■ GOAL OF THE EXERCISE: Below are records. Find each line in them that holds the word "DnsRecord" and copy it.

■ DATA FOR ANALYSIS:
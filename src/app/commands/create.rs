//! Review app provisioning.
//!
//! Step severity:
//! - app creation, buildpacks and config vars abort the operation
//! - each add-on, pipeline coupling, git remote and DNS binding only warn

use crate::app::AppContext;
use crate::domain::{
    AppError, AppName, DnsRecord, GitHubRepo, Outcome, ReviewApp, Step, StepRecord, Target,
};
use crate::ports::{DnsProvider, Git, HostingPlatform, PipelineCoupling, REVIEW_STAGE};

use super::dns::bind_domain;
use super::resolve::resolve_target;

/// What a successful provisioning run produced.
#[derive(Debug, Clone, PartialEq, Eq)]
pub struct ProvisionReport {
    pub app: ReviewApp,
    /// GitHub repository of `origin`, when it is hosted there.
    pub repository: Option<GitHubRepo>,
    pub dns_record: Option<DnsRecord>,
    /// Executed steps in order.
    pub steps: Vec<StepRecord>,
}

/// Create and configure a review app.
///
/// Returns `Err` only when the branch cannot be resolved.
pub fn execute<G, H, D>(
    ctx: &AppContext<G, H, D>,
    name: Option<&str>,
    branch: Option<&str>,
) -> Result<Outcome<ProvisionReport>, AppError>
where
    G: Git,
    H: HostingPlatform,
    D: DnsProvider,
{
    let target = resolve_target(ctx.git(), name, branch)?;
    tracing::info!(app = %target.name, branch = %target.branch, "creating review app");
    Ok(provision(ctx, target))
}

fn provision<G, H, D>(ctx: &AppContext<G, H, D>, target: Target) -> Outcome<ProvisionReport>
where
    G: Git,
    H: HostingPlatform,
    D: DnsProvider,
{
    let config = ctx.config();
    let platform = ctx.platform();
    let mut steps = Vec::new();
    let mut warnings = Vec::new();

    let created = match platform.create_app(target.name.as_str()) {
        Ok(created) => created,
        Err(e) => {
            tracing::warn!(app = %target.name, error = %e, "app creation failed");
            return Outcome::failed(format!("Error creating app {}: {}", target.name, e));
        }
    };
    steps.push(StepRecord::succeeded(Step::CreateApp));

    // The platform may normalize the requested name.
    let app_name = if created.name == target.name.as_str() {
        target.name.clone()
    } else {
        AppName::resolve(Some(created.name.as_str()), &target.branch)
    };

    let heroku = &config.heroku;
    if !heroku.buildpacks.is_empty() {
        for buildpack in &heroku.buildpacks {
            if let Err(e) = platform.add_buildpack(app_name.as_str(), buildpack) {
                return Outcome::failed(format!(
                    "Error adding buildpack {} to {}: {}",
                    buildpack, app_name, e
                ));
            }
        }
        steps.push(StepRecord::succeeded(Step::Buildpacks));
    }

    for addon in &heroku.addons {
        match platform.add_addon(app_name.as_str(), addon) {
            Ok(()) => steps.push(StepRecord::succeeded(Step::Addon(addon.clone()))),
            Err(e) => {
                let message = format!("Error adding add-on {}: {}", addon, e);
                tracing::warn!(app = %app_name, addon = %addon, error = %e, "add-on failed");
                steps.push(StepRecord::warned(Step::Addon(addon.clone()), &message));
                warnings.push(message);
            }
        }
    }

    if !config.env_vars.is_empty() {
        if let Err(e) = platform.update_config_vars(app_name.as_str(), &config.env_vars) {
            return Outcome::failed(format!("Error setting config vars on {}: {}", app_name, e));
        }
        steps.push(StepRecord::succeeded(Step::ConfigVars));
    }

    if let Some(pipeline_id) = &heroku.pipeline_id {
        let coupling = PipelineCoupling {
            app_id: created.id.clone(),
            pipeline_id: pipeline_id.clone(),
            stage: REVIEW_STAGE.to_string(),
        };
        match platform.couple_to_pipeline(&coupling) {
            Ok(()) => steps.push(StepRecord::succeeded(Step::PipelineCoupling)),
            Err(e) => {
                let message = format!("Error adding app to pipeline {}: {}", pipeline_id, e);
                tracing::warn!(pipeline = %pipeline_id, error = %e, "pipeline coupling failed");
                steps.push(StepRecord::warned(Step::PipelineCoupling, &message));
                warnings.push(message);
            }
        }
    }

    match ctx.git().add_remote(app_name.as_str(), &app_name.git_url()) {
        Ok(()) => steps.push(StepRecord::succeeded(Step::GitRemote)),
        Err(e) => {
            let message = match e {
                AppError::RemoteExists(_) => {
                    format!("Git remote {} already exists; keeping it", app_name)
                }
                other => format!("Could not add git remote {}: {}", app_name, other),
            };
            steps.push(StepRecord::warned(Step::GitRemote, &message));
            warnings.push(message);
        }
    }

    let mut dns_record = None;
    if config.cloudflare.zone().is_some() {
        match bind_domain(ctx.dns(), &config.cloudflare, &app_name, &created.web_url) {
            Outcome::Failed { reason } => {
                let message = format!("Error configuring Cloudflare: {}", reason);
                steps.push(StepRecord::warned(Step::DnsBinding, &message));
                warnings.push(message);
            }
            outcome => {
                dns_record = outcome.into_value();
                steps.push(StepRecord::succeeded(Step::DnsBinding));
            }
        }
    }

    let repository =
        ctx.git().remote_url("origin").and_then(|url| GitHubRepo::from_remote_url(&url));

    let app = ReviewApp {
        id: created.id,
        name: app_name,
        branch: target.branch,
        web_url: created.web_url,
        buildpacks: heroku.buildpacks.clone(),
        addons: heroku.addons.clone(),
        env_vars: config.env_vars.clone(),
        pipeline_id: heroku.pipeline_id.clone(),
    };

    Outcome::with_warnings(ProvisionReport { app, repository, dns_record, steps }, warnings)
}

■ YOUR RESPONSE:
    AppError, AppName, DnsRecord, GitHubRepo, Outcome, ReviewApp, Step, StepRecord, Target,
    pub dns_record: Option<DnsRecord>,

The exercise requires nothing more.